### Recorded information
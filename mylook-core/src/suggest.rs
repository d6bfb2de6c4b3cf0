//! Suggestion engine
//!
//! Two-tier strategy: delegate selection to the AI stylist when a
//! credential is configured, fall back to the deterministic seasonal
//! heuristic on any stylist failure. AI-tier failures never reach the
//! caller. Each call is stateless; serializing concurrent generations is
//! the caller's concern.

use crate::ai::{StylistClient, StylistSelection, WardrobeProjection};
use crate::error::{EngineError, EngineResult};
use mylook_common::models::{
    Category, Context, HistoryEntry, OutfitPiece, OutfitSuggestion, SuggestionSource,
    WardrobeItem,
};
use mylook_common::sanitize::dedupe_by_id;
use rand::Rng;
use std::collections::HashMap;
use tracing::{debug, warn};
use uuid::Uuid;

/// Tunable selection constants.
///
/// Both values are deliberate configuration, not derived quantities: the
/// dress draw fires when a uniform [0,1) sample exceeds `dress_threshold`,
/// and outerwear is added below `outerwear_max_temp_c` (or when the
/// temperature is unknown).
#[derive(Debug, Clone, Copy)]
pub struct SuggestionParams {
    pub dress_threshold: f64,
    pub outerwear_max_temp_c: f64,
}

impl Default for SuggestionParams {
    fn default() -> Self {
        SuggestionParams {
            dress_threshold: 0.6,
            outerwear_max_temp_c: 16.0,
        }
    }
}

/// Generate an outfit suggestion for the wardrobe and context.
///
/// Preconditions: the wardrobe must be non-empty; callers short-circuit
/// the empty case before calling.
pub async fn generate_suggestion(
    wardrobe: &[WardrobeItem],
    look_type: &str,
    context: &Context,
    stylist: Option<&StylistClient>,
    params: &SuggestionParams,
) -> EngineResult<OutfitSuggestion> {
    if wardrobe.is_empty() {
        return Err(EngineError::Precondition(
            "Cannot generate a suggestion for an empty wardrobe".to_string(),
        ));
    }

    if let Some(stylist) = stylist.filter(|s| s.has_credential()) {
        match ai_tier(wardrobe, look_type, context, stylist).await {
            Ok(suggestion) => return Ok(suggestion),
            Err(e) => {
                warn!(error = %e, "AI tier failed, falling back to local heuristic");
            }
        }
    }

    Ok(fallback_suggestion(
        wardrobe,
        look_type,
        context,
        params,
        &mut rand::thread_rng(),
    ))
}

/// AI tier: one stylist round trip, ids resolved against the live wardrobe
async fn ai_tier(
    wardrobe: &[WardrobeItem],
    look_type: &str,
    context: &Context,
    stylist: &StylistClient,
) -> EngineResult<OutfitSuggestion> {
    let projection: Vec<WardrobeProjection> =
        wardrobe.iter().map(WardrobeProjection::from).collect();
    let selection = stylist.choose_outfit(&projection, look_type, context).await?;
    let outfit = resolve_selection(wardrobe, &selection);
    if outfit.is_empty() {
        return Err(EngineError::Parse(
            "Stylist selection resolved to zero wardrobe items".to_string(),
        ));
    }

    debug!(items = outfit.len(), "AI tier produced an outfit");
    Ok(OutfitSuggestion {
        look_type: look_type.to_string(),
        source: SuggestionSource::Ai,
        rationale: selection
            .reason
            .filter(|r| !r.trim().is_empty())
            .unwrap_or_else(|| "AI-generated style suggestion.".to_string()),
        outfit,
        context: context.clone(),
    })
}

/// Resolve selected ids against the wardrobe; unknown ids are silently
/// dropped, duplicates keep the first occurrence.
pub fn resolve_selection(
    wardrobe: &[WardrobeItem],
    selection: &StylistSelection,
) -> Vec<WardrobeItem> {
    let picked: Vec<WardrobeItem> = selection
        .selected_item_ids
        .iter()
        .filter_map(|id| {
            let id = Uuid::parse_str(id).ok()?;
            wardrobe.iter().find(|item| item.id == id).cloned()
        })
        .collect();
    dedupe_by_id(&picked)
}
//! Remote record shapes for the two collections.
//!
//! These serde structs are the single schema-mapping table per collection:
//! field renames define the wire column names, `#[serde(default)]` defines
//! the default-on-missing behavior, and the `From` impls are the only two
//! conversion paths (row → model, model → row).

use crate::models::{
    Category, HistoryEntry, ImageRef, OutfitPiece, Season, WardrobeItem,
};
use crate::sanitize;
use chrono::{DateTime, Utc};
use serde::{Deserialize, Serialize};
use uuid::Uuid;

/// `wardrobe_items` row as stored remotely
#[derive(Debug, Clone, Serialize, Deserialize)]
pub struct WardrobeRow {
    pub id: Uuid,
    #[serde(default)]
    pub name: String,
    #[serde(default)]
    pub category: String,
    #[serde(default)]
    pub style_tags: Vec<String>,
    #[serde(default)]
    pub season: String,
    #[serde(default)]
    pub is_favorite: bool,
    #[serde(default)]
    pub image_url: String,
    #[serde(default)]
    pub image_path: String,
    pub created_at: DateTime<Utc>,
}

impl From<WardrobeRow> for WardrobeItem {
    fn from(row: WardrobeRow) -> Self {
        WardrobeItem {
            id: row.id,
            name: sanitize::sanitize_name(&row.name),
            category: Category::parse_or_default(&row.category),
            style_tags: sanitize::sanitize_tags(row.style_tags),
            season: Season::parse_or_default(&row.season),
            image: ImageRef::Remote {
                url: row.image_url,
                path: row.image_path,
            },
            is_favorite: row.is_favorite,
            created_at: row.created_at,
        }
    }
}

impl From<&WardrobeItem> for WardrobeRow {
    fn from(item: &WardrobeItem) -> Self {
        let (image_url, image_path) = match &item.image {
            ImageRef::Remote { url, path } => (url.clone(), path.clone()),
            // Inline bytes never travel in a row; the image is uploaded
            // first and the row carries the resulting URL/path.
            ImageRef::Inline(_) => (String::new(), String::new()),
        };
        WardrobeRow {
            id: item.id,
            name: item.name.clone(),
            category: item.category.to_string(),
            style_tags: item.style_tags.clone(),
            season: item.season.to_string(),
            is_favorite: item.is_favorite,
            image_url,
            image_path,
            created_at: item.created_at,
        }
    }
}

/// `history_entries` row as stored remotely
#[derive(Debug, Clone, Serialize, Deserialize)]
pub struct HistoryRow {
    pub id: Uuid,
    pub accepted_at: DateTime<Utc>,
    #[serde(default)]
    pub look_type: String,
    #[serde(default)]
    pub outfit: Vec<OutfitPiece>,
    #[serde(default)]
    pub context_summary: String,
    #[serde(default)]
    pub is_favorite: bool,
}

impl From<HistoryRow> for HistoryEntry {
    fn from(row: HistoryRow) -> Self {
        HistoryEntry {
            id: row.id,
            accepted_at: row.accepted_at,
            look_type: row.look_type,
            outfit: row.outfit,
            context_summary: row.context_summary,
            is_favorite: row.is_favorite,
        }
    }
}

impl From<&HistoryEntry> for HistoryRow {
    fn from(entry: &HistoryEntry) -> Self {
        HistoryRow {
            id: entry.id,
            accepted_at: entry.accepted_at,
            look_type: entry.look_type.clone(),
            outfit: entry.outfit.clone(),
            context_summary: entry.context_summary.clone(),
            is_favorite: entry.is_favorite,
        }
    }
}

### Required action
Could you copy out every line in the material above that contains the string "EngineError"?

### Result of this task
use crate::error::{EngineError, EngineResult};
        return Err(EngineError::Precondition(
        return Err(EngineError::Parse(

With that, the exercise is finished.